Sobrevivente do Boko Haram: "Nigéria não nos protege da violência"

Marie Maurisse

Em Genebra (Suíça)

No dia 14 de abril de 2014, 270 alunas da escola de Chibok, na Nigéria, foram sequestradas pela seita jihadista Boko Haram. Embora o drama tenha sido acompanhado de uma mobilização internacional com o midiático slogan "Bring Back Our Girls" ("Traga nossas garotas de volta"), a maioria das alunas ainda se encontra nas mãos dos terroristas.

"Saa" está entre as poucas pessoas que conseguiram escapar. Essa jovem de 18 anos esteve na Cúpula de Genebra para Direitos Humanos e Democracia para dar seu depoimento, na terça-feira (24). Temendo represálias contra sua família, ela optou por usar um par de óculos escuros e um pseudônimo.

Le Monde: Que lembranças você tem daquela noite de 14 de abril de 2014?

Saa: Era quase meia-noite. Eu estava com minhas colegas no hotel onde morávamos. Um monte de homens chegou gritando, eles estavam armados e alguns deles usavam fardas militares. Não sabíamos que eles eram do Boko Haram, mas quando eles nos perguntaram onde estavam os meninos, entendemos que eram eles. Não sabíamos o que eles iam fazer conosco. Liguei para meu pai pelo celular, e ele me disse para ficar calma e rezar.

Le Monde: Você é cristã?

Saa: Sim, é por isso que eu esperava que Deus fosse nos salvar.

Le Monde: O que aconteceu depois?

Saa: Tivemos que sair sem nem mesmo tempo de pegar nossas coisas. Havia carros e um grande caminhão, e eles nos mandaram subir nesse caminhão e disseram que matariam quem não obedecesse. Estávamos sozinhas com eles, todos os funcionários da escola tinham fugido.

Le Monde: Como você escapou?

Saa: O caminhão deu a partida e rodamos por um tempo. Era noite e eu não fazia ideia de aonde estávamos indo. Pensei que eu preferia morrer a ir para qualquer lugar com o Boko Haram. Então pulei. Uma amiga pulou ao mesmo tempo que eu, mas machucou a perna quando caiu no chão. E o caminhão seguiu em frente.

Le Monde: Que horas eram?

Saa: Não faço ideia, ainda era noite. Minha amiga não conseguia andar, estávamos no meio de uma floresta muito escura. Então nos sentamos embaixo de uma árvore e esperamos assim, sem dormir. Pela manhã, saí para buscar ajuda. Encontrei um pastor; no começo, ele não queria nos ajudar porque ele era muçulmano. Mas ele acabou levando minha amiga em sua mobilete, enquanto eu seguia atrás, a pé. Depois encontramos um outro homem, que nos levou até Chibok, onde ficava nossa escola. De lá, uma outra mobilete ainda nos levou até nossas famílias...

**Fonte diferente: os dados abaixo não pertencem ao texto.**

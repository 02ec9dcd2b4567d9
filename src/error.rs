use thiserror::Error;

#[derive(Error, Debug)]
pub enum SorteioError {
    #[error("parse error: {0}")]
    Parse(String),

    #[error("no comments loaded")]
    EmptyBatch,

    #[error("a draw is already in progress")]
    DrawInProgress,

    #[error("IO error: {0}")]
    Io(#[from] std::io::Error),

    #[error("render error: {0}")]
    Render(String),

    #[error("image error: {0}")]
    Image(#[from] image::ImageError),
}

impl SorteioError {
    pub fn parse(msg: impl Into<String>) -> Self {
        SorteioError::Parse(msg.into())
    }
}

pub type Result<T> = std::result::Result<T, SorteioError>;
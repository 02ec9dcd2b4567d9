use serde::Serialize;
use std::fmt;
use std::fs;
use std::path::Path;

use crate::error::Result;
use crate::normalizer;

#[derive(Debug, Clone, PartialEq, Eq, Hash, Serialize)]
#[serde(untagged)]
pub enum CommentId {
    Index(i64),
    Text(String),
}

impl fmt::Display for CommentId {
    fn fmt(&self, f: &mut fmt::Formatter<'_>) -> fmt::Result {
        match self {
            CommentId::Index(n) => write!(f, "{n}"),
            CommentId::Text(s) => f.write_str(s),
        }
    }
}

/// A single normalized comment. Never mutated after the normalizer builds it.
#[derive(Debug, Clone, PartialEq, Serialize)]
pub struct CommentRecord {
    id: CommentId,
    username: String,
    text: String,
}

impl CommentRecord {
    pub fn new(id: CommentId, username: impl Into<String>, text: impl Into<String>) -> Self {
        Self { id, username: username.into(), text: text.into() }
    }

    pub fn id(&self) -> &CommentId { &self.id }
    pub fn username(&self) -> &str { &self.username }
    pub fn text(&self) -> &str { &self.text }
}

/// Ordered comments from one load. Replaced wholesale, never edited in place.
#[derive(Debug, Clone, Default, PartialEq)]
pub struct CommentBatch(Vec<CommentRecord>);

impl CommentBatch {
    pub fn empty() -> Self { Self(Vec::new()) }
    pub fn len(&self) -> usize { self.0.len() }
    pub fn is_empty(&self) -> bool { self.0.is_empty() }
    pub fn get(&self, index: usize) -> Option<&CommentRecord> { self.0.get(index) }
    pub fn iter(&self) -> std::slice::Iter<'_, CommentRecord> { self.0.iter() }
}

impl From<Vec<CommentRecord>> for CommentBatch {
    fn from(records: Vec<CommentRecord>) -> Self { Self(records) }
}

pub fn placeholder_username(index: usize) -> String {
    format!("user_{index}")
}

/// Text written when the user copies the winner.
pub fn announcement(winner: &CommentRecord) -> String {
    format!("Vencedor do sorteio: @{}\nComentário: \"{}\"", winner.username, winner.text)
}

// Accepts either JSON (array, {"comments": [...]}, or any nesting the
// structural search understands) or plain text with one comment per line.
// Invalid UTF-8 becomes U+FFFD and a leading byte-order mark is dropped.
pub fn read_comments_from_file(path: impl AsRef<Path>) -> Result<CommentBatch> {
    let bytes = fs::read(path)?;
    let decoded = String::from_utf8_lossy(&bytes);
    let content = decoded.strip_prefix('\u{feff}').unwrap_or(decoded.as_ref());
    normalizer::normalize(content)
}
use serde_json::{Map, Value};
use tracing::{debug, warn};

use crate::comment::{placeholder_username, CommentBatch, CommentId, CommentRecord};
use crate::error::{Result, SorteioError};

// Properties that commonly hold a comment list in exported JSON.
const COMMENT_PROPS: [&str; 5] = ["comments", "data", "items", "edges", "nodes"];
const TEXT_FIELDS: [&str; 4] = ["text", "content", "comment", "body"];
const MAX_SEARCH_DEPTH: usize = 64;

pub const PLACEHOLDER_TEXT: &str = "Sem texto";

/// Turns uploaded file content into a comment batch.
///
/// Valid JSON goes through the shape heuristics (top-level array, a
/// `comments` array, then a recursive search); anything that does not parse
/// as JSON is read as one comment per non-blank line.
pub fn normalize(raw: &str) -> Result<CommentBatch> {
    match serde_json::from_str::<Value>(raw) {
        Ok(doc) => from_json(&doc),
        Err(e) => {
            debug!(error = %e, "content is not JSON, reading one comment per line");
            from_lines(raw)
        }
    }
}

fn from_json(doc: &Value) -> Result<CommentBatch> {
    if let Some(items) = direct_array(doc) {
        if items.is_empty() {
            return Err(SorteioError::parse("no comments found in file"));
        }
        debug!(count = items.len(), "using top-level comment array");
        return Ok(normalize_items(items).into());
    }

    let found = find_comments(doc, 0);
    if found.is_empty() {
        return Err(SorteioError::parse("unrecognized comment structure"));
    }
    debug!(count = found.len(), "structural search found comments");
    Ok(found.into())
}

fn direct_array(doc: &Value) -> Option<&Vec<Value>> {
    match doc {
        Value::Array(items) => Some(items),
        Value::Object(obj) => obj.get("comments").and_then(Value::as_array),
        _ => None,
    }
}

// First matching property at a level wins. Otherwise every nested object or
// array is searched and the matches of all children are concatenated.
fn find_comments(value: &Value, depth: usize) -> Vec<CommentRecord> {
    if depth > MAX_SEARCH_DEPTH {
        warn!(depth, "comment search depth limit reached");
        return Vec::new();
    }

    if let Value::Object(obj) = value {
        for prop in COMMENT_PROPS {
            if let Some(Value::Array(items)) = obj.get(prop) {
                if is_comment_array(items) {
                    return normalize_items(items);
                }
            }
        }
    }

    let children: Vec<&Value> = match value {
        Value::Object(obj) => obj.values().collect(),
        Value::Array(items) => items.iter().collect(),
        _ => return Vec::new(),
    };

    let mut results = Vec::new();
    for child in children {
        if child.is_object() || child.is_array() {
            results.extend(find_comments(child, depth + 1));
        }
    }
    results
}

fn is_comment_array(items: &[Value]) -> bool {
    !items.is_empty()
        && items.iter().all(|item| {
            item.as_object()
                .map(|obj| TEXT_FIELDS.iter().any(|k| field(obj, k).is_some()))
                .unwrap_or(false)
        })
}

fn normalize_items(items: &[Value]) -> Vec<CommentRecord> {
    items.iter().enumerate().map(|(i, item)| normalize_item(i, item)).collect()
}

fn normalize_item(index: usize, item: &Value) -> CommentRecord {
    let fallback_id = CommentId::Index(index as i64);
    match item {
        Value::Object(obj) => {
            let id = field(obj, "id").map(to_id).unwrap_or(fallback_id);
            let username = field(obj, "username")
                .or_else(|| field(obj, "user").and_then(Value::as_object).and_then(|u| field(u, "username")))
                .or_else(|| field(obj, "author"))
                .map(scalar_text)
                .unwrap_or_else(|| placeholder_username(index));
            let text = TEXT_FIELDS.iter()
                .find_map(|k| field(obj, k))
                .map(scalar_text)
                .unwrap_or_else(|| PLACEHOLDER_TEXT.to_string());
            CommentRecord::new(id, username, text)
        }
        Value::Null => CommentRecord::new(fallback_id, placeholder_username(index), PLACEHOLDER_TEXT),
        // bare strings and other scalars are kept as opaque comment text
        other => CommentRecord::new(fallback_id, placeholder_username(index), scalar_text(other)),
    }
}

fn from_lines(raw: &str) -> Result<CommentBatch> {
    let records: Vec<CommentRecord> = raw
        .split('\n')
        .map(str::trim)
        .filter(|line| !line.is_empty())
        .enumerate()
        .map(|(i, line)| {
            let username = if line.starts_with('@') { line.to_string() } else { placeholder_username(i) };
            CommentRecord::new(CommentId::Index(i as i64), username, line)
        })
        .collect();

    if records.is_empty() {
        return Err(SorteioError::parse("no comments found in file"));
    }
    Ok(records.into())
}

/// Looks up a field, treating `null`, `false`, `0` and `""` as missing.
fn field<'a>(obj: &'a Map<String, Value>, key: &str) -> Option<&'a Value> {
    obj.get(key).filter(|v| truthy(v))
}

fn truthy(value: &Value) -> bool {
    match value {
        Value::Null => false,
        Value::Bool(b) => *b,
        Value::Number(n) => n.as_f64().map(|f| f != 0.0).unwrap_or(true),
        Value::String(s) => !s.is_empty(),
        Value::Array(_) | Value::Object(_) => true,
    }
}

fn to_id(value: &Value) -> CommentId {
    match value {
        Value::Number(n) => n.as_i64().map(CommentId::Index).unwrap_or_else(|| CommentId::Text(n.to_string())),
        other => CommentId::Text(scalar_text(other)),
    }
}

fn scalar_text(value: &Value) -> String {
    match value {
        Value::String(s) => s.clone(),
        other => other.to_string(),
    }
}

#[cfg(test)]
mod tests {
    use super::*;

    fn usernames(batch: &CommentBatch) -> Vec<&str> {
        batch.iter().map(|c| c.username()).collect()
    }

    fn texts(batch: &CommentBatch) -> Vec<&str> {
        batch.iter().map(|c| c.text()).collect()
    }

    fn assert_parse_error(raw: &str, expected: &str) {
        match normalize(raw) {
            Err(SorteioError::Parse(msg)) => assert_eq!(msg, expected),
            other => panic!("expected parse error for {raw:?}, got {other:?}"),
        }
    }

    #[test]
    fn test_top_level_array_keeps_length_and_order() {
        let raw = r#"[
            {"id": "c1", "username": "ana", "text": "primeiro"},
            {"username": "bruno", "content": "segundo"},
            {"user": {"username": "carla"}, "comment": "terceiro"},
            {"author": "davi", "body": "quarto"}
        ]"#;
        let batch = normalize(raw).expect("normalize");
        assert_eq!(batch.len(), 4);
        assert_eq!(usernames(&batch), ["ana", "bruno", "carla", "davi"]);
        assert_eq!(texts(&batch), ["primeiro", "segundo", "terceiro", "quarto"]);
        assert_eq!(batch.get(0).unwrap().id(), &CommentId::Text("c1".into()));
        assert_eq!(batch.get(1).unwrap().id(), &CommentId::Index(1));
    }

    #[test]
    fn test_comments_property() {
        let raw = r#"{"post": "abc", "comments": [{"text": "oi"}, {"text": "olá", "id": 42}]}"#;
        let batch = normalize(raw).expect("normalize");
        assert_eq!(texts(&batch), ["oi", "olá"]);
        assert_eq!(usernames(&batch), ["user_0", "user_1"]);
        assert_eq!(batch.get(1).unwrap().id(), &CommentId::Index(42));
    }

    #[test]
    fn test_missing_fields_use_placeholders() {
        let batch = normalize(r#"[{"id": 0, "likes": 3}, null]"#).expect("normalize");
        assert_eq!(batch.len(), 2);
        assert_eq!(texts(&batch), [PLACEHOLDER_TEXT, PLACEHOLDER_TEXT]);
        assert_eq!(usernames(&batch), ["user_0", "user_1"]);
        // id 0 counts as absent, so the index is used
        assert_eq!(batch.get(0).unwrap().id(), &CommentId::Index(0));
    }

    #[test]
    fn test_array_of_strings_is_opaque_text() {
        let batch = normalize(r#"["@ana: top!", "@bruno: quero"]"#).expect("normalize");
        assert_eq!(texts(&batch), ["@ana: top!", "@bruno: quero"]);
        assert_eq!(usernames(&batch), ["user_0", "user_1"]);
    }

    #[test]
    fn test_nested_search_finds_comments() {
        let raw = r#"{"data": {"post": {"items": [{"body": "oi", "author": "zé"}]}}}"#;
        let batch = normalize(raw).expect("normalize");
        assert_eq!(usernames(&batch), ["zé"]);
        assert_eq!(texts(&batch), ["oi"]);
    }

    #[test]
    fn test_search_walks_into_arrays() {
        let raw = r#"{"data": [{"edges": [{"text": "a"}, {"text": "b"}]}]}"#;
        let batch = normalize(raw).expect("normalize");
        assert_eq!(texts(&batch), ["a", "b"]);
    }

    #[test]
    fn test_search_concatenates_sibling_matches() {
        let raw = r#"{
            "first": {"comments": [{"text": "1"}]},
            "second": {"nodes": [{"text": "2"}, {"text": "3"}]}
        }"#;
        let batch = normalize(raw).expect("normalize");
        assert_eq!(texts(&batch), ["1", "2", "3"]);
        // positions restart per matched array, duplicates are kept
        let ids: Vec<_> = batch.iter().map(|c| c.id().clone()).collect();
        assert_eq!(ids, [CommentId::Index(0), CommentId::Index(0), CommentId::Index(1)]);
    }

    #[test]
    fn test_first_matching_property_wins() {
        let raw = r#"{"wrapper": {"data": [{"text": "from data"}], "items": [{"text": "from items"}]}}"#;
        let batch = normalize(raw).expect("normalize");
        assert_eq!(texts(&batch), ["from data"]);
    }

    #[test]
    fn test_non_comment_arrays_are_skipped() {
        // one element lacks a text-bearing field, so "items" is not a comment array
        let raw = r#"{"items": [{"text": "ok"}, {"likes": 1}], "more": {"edges": [{"content": "here"}]}}"#;
        let batch = normalize(raw).expect("normalize");
        assert_eq!(texts(&batch), ["here"]);
    }

    #[test]
    fn test_unrecognized_structure() {
        assert_parse_error(r#"{"post": {"likes": 10, "tags": ["a", "b"]}}"#, "unrecognized comment structure");
        assert_parse_error(r#"{"comments": "none"}"#, "unrecognized comment structure");
        assert_parse_error("42", "unrecognized comment structure");
    }

    #[test]
    fn test_empty_inputs() {
        assert_parse_error("", "no comments found in file");
        assert_parse_error("  \n\n \r\n", "no comments found in file");
        assert_parse_error("[]", "no comments found in file");
        assert_parse_error(r#"{"comments": []}"#, "no comments found in file");
    }

    #[test]
    fn test_search_depth_is_bounded() {
        let depth = 100;
        let raw = format!(
            "{}{}{}",
            r#"{"x":"#.repeat(depth),
            r#"{"comments":[{"text":"deep"}]}"#,
            "}".repeat(depth)
        );
        assert_parse_error(&raw, "unrecognized comment structure");

        let shallow = format!(
            "{}{}{}",
            r#"{"x":"#.repeat(10),
            r#"{"comments":[{"text":"deep"}]}"#,
            "}".repeat(10)
        );
        assert_eq!(texts(&normalize(&shallow).expect("normalize")), ["deep"]);
    }

    #[test]
    fn test_plain_text_lines() {
        let batch = normalize("@joao\n@maria\n\n@ana").expect("normalize");
        assert_eq!(batch.len(), 3);
        assert_eq!(usernames(&batch), ["@joao", "@maria", "@ana"]);
        assert_eq!(texts(&batch), ["@joao", "@maria", "@ana"]);
    }

    #[test]
    fn test_plain_text_without_handles() {
        let batch = normalize("  quero muito  \r\n\nparticipando!\n@lu: eu").expect("normalize");
        assert_eq!(texts(&batch), ["quero muito", "participando!", "@lu: eu"]);
        assert_eq!(usernames(&batch), ["user_0", "user_1", "@lu: eu"]);
        let ids: Vec<_> = batch.iter().map(|c| c.id().clone()).collect();
        assert_eq!(ids, [CommentId::Index(0), CommentId::Index(1), CommentId::Index(2)]);
    }

    #[test]
    fn test_malformed_json_falls_back_to_lines() {
        let batch = normalize("{\"comments\": [\n{\"text\": \"oi\"").expect("normalize");
        assert_eq!(batch.len(), 2);
        assert_eq!(texts(&batch), ["{\"comments\": [", "{\"text\": \"oi\""]);
    }
}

Le Monde: Você já conhecia o Boko Haram antes desse episódio?

Saa: Claro, a região toda tem medo deles! Em 2012, eles já haviam atacado uma escola onde eu estudava. Foi para fugir deles que troquei de escola e que fui para Chibok.

Le Monde: Depois que você fugiu, o que aconteceu?

Saa: O pessoal do Boko Haram ameaçou matar as meninas que tivessem escapado, assim como suas famílias. Eu não estava mais segura. O advogado Emmanuel Ogebe apareceu e permitiu que eu, junto com outras meninas na mesma situação, me refugiasse nos Estados Unidos, onde voltei para a escola.

Le Monde: Entre outros lugares, você deu seu depoimento perante a ONU, em Genebra. O que você pede?

Saa: O governo da Nigéria não está protegendo as pessoas contra a violência do Boko Haram. Nenhuma ação séria foi tomada para libertar as 230 meninas que ainda estão sequestradas. A comunidade internacional precisa intervir para devolvê-las às suas famílias!

Le Monde: Como você vê seu futuro?

Saa: As ameaças ainda me impedem de voltar para a Nigéria. Mas, depois de quase um ano sem notícias, finalmente pude falar pelo telefone com meus pais e meus cinco irmãos. Eles tiveram que deixar nossa casa porque o Boko Haram atacou o vilarejo onde eles viviam. Se eu puder, vou continuar meus estudos nos Estados Unidos. Depois, quero ser médica.